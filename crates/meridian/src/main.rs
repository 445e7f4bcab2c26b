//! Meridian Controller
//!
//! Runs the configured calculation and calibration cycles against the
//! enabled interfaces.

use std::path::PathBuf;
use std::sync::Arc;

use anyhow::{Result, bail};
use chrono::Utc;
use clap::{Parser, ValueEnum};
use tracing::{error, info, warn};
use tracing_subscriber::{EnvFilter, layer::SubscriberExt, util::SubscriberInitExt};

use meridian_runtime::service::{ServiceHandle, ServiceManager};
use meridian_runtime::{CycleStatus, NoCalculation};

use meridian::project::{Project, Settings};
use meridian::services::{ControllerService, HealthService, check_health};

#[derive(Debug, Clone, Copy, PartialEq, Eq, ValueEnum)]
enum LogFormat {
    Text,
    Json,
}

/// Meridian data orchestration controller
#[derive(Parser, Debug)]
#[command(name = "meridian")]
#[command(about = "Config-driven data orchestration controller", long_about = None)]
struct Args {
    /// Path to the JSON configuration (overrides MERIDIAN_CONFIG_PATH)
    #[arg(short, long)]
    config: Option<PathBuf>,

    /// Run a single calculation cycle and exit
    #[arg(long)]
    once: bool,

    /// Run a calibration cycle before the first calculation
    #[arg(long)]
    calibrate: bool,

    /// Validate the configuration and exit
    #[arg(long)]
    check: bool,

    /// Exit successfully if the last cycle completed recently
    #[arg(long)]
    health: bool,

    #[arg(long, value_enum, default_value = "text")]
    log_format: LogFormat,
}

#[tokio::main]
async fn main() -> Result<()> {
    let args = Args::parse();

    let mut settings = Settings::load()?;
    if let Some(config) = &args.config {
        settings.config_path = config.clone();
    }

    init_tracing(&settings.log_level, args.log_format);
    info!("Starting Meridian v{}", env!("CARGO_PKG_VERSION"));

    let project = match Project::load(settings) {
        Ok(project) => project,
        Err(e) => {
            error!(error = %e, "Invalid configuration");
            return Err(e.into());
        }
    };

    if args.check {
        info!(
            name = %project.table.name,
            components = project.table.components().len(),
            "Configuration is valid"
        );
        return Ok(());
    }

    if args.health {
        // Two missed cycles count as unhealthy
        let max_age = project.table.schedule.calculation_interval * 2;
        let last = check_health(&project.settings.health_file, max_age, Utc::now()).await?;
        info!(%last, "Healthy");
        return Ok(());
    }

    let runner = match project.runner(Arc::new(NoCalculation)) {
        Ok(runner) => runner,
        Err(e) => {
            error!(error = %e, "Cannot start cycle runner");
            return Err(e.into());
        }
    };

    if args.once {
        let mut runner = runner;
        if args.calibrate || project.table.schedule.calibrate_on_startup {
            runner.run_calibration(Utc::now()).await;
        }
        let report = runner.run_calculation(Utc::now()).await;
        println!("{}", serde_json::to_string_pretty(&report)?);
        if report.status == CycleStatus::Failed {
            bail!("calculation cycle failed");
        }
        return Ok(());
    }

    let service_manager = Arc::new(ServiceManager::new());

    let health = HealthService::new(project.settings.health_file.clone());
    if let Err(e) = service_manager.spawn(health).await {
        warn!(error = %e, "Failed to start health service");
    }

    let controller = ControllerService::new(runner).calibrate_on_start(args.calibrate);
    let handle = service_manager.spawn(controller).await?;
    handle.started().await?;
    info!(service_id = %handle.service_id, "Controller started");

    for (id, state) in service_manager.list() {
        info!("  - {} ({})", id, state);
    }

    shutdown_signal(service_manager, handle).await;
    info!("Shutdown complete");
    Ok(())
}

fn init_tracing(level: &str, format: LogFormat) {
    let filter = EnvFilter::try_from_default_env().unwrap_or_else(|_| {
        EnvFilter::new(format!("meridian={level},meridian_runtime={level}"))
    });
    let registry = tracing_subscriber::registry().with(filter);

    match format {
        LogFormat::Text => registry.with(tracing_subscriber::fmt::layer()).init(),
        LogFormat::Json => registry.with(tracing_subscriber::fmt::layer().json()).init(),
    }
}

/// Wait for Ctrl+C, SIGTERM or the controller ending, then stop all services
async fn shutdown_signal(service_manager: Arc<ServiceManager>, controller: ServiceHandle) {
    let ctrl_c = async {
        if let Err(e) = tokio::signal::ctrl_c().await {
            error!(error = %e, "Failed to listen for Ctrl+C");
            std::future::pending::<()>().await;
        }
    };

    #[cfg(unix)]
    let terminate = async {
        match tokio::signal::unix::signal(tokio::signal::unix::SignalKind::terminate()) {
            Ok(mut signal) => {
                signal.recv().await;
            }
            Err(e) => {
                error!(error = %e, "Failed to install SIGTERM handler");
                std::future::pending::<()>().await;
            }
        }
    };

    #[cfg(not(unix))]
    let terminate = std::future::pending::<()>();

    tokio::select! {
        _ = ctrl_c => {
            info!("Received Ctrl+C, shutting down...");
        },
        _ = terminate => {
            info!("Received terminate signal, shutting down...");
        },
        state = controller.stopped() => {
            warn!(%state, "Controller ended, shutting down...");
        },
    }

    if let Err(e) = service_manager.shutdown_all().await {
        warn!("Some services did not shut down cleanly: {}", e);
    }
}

· · ·

■ Exercise objective: Each of the entries must be set down exactly, none omitted.

■ Reply to the exercise:
filename crates/meridian/src/main.rs
repository 445e7f4bcab2c26b
//! Meridian Controller
//!
//! Runs the configured calculation and calibration cycles against the
//! enabled interfaces.

use std::path::PathBuf;
use std::sync::Arc;

use anyhow::{Result, bail};
use chrono::Utc;
use clap::{Parser, ValueEnum};
use tracing::{error, info, warn};
use tracing_subscriber::{EnvFilter, layer::SubscriberExt, util::SubscriberInitExt};

use meridian_runtime::service::{ServiceHandle, ServiceManager};
use meridian_runtime::{CycleStatus, NoCalculation};

use meridian::project::{Project, Settings};
use meridian::services::{ControllerService, HealthService, check_health};

#[derive(Debug, Clone, Copy, PartialEq, Eq, ValueEnum)]
enum LogFormat {
    Text,
    Json,
}

/// Meridian data orchestration controller
#[derive(Parser, Debug)]
#[command(name = "meridian")]
#[command(about = "Config-driven data orchestration controller", long_about = None)]
struct Args {
    /// Path to the JSON configuration (overrides MERIDIAN_CONFIG_PATH)
    #[arg(short, long)]
    config: Option<PathBuf>,

    /// Run a single calculation cycle and exit
    #[arg(long)]
    once: bool,

    /// Run a calibration cycle before the first calculation
    #[arg(long)]
    calibrate: bool,

    /// Validate the configuration and exit
    #[arg(long)]
    check: bool,

    /// Exit successfully if the last cycle completed recently
    #[arg(long)]
    health: bool,

    #[arg(long, value_enum, default_value = "text")]
    log_format: LogFormat,
}

#[tokio::main]
async fn main() -> Result<()> {
    let args = Args::parse();

    let mut settings = Settings::load()?;
    if let Some(config) = &args.config {
        settings.config_path = config.clone();
    }

    init_tracing(&settings.log_level, args.log_format);
    info!("Starting Meridian v{}", env!("CARGO_PKG_VERSION"));

    let project = match Project::load(settings) {
        Ok(project) => project,
        Err(e) => {
            error!(error = %e, "Invalid configuration");
            return Err(e.into());
        }
    };

    if args.check {
        info!(
            name = %project.table.name,
            components = project.table.components().len(),
            "Configuration is valid"
        );
        return Ok(());
    }

    if args.health {
        // Two missed cycles count as unhealthy
        let max_age = project.table.schedule.calculation_interval * 2;
        let last = check_health(&project.settings.health_file, max_age, Utc::now()).await?;
        info!(%last, "Healthy");
        return Ok(());
    }

    let runner = match project.runner(Arc::new(NoCalculation)) {
        Ok(runner) => runner,
        Err(e) => {
            error!(error = %e, "Cannot start cycle runner");
            return Err(e.into());
        }
    };

    if args.once {
        let mut runner = runner;
        if args.calibrate || project.table.schedule.calibrate_on_startup {
            runner.run_calibration(Utc::now()).await;
        }
        let report = runner.run_calculation(Utc::now()).await;
        println!("{}", serde_json::to_string_pretty(&report)?);
        if report.status == CycleStatus::Failed {
            bail!("calculation cycle failed");
        }
        return Ok(());
    }

    let service_manager = Arc::new(ServiceManager::new());

    let health = HealthService::new(project.settings.health_file.clone());
    if let Err(e) = service_manager.spawn(health).await {
        warn!(error = %e, "Failed to start health service");
    }

    let controller = ControllerService::new(runner).calibrate_on_start(args.calibrate);
    let handle = service_manager.spawn(controller).await?;
    handle.started().await?;
    info!(service_id = %handle.service_id, "Controller started");

    for (id, state) in service_manager.list() {
        info!("  - {} ({})", id, state);
    }

    shutdown_signal(service_manager, handle).await;
    info!("Shutdown complete");
    Ok(())
}

fn init_tracing(level: &str, format: LogFormat) {
    let filter = EnvFilter::try_from_default_env().unwrap_or_else(|_| {
        EnvFilter::new(format!("meridian={level},meridian_runtime={level}"))
    });
    let registry = tracing_subscriber::registry().with(filter);

    match format {
        LogFormat::Text => registry.with(tracing_subscriber::fmt::layer()).init(),
        LogFormat::Json => registry.with(tracing_subscriber::fmt::layer().json()).init(),
    }
}

/// Wait for Ctrl+C, SIGTERM or the controller ending, then stop all services
async fn shutdown_signal(service_manager: Arc<ServiceManager>, controller: ServiceHandle) {
    let ctrl_c = async {
        if let Err(e) = tokio::signal::ctrl_c().await {
            error!(error = %e, "Failed to listen for Ctrl+C");
            std::future::pending::<()>().await;
        }
    };

    #[cfg(unix)]
    let terminate = async {
        match tokio::signal::unix::signal(tokio::signal::unix::SignalKind::terminate()) {
            Ok(mut signal) => {
                signal.recv().await;
            }
            Err(e) => {
                error!(error = %e, "Failed to install SIGTERM handler");
                std::future::pending::<()>().await;
            }
        }
    };

    #[cfg(not(unix))]
    let terminate = std::future::pending::<()>();

    tokio::select! {
        _ = ctrl_c => {
            info!("Received Ctrl+C, shutting down...");
        },
        _ = terminate => {
            info!("Received terminate signal, shutting down...");
        },
        state = controller.stopped() => {
            warn!(%state, "Controller ended, shutting down...");
        },
    }

    if let Err(e) = service_manager.shutdown_all().await {
        warn!("Some services did not shut down cleanly: {}", e);
    }
}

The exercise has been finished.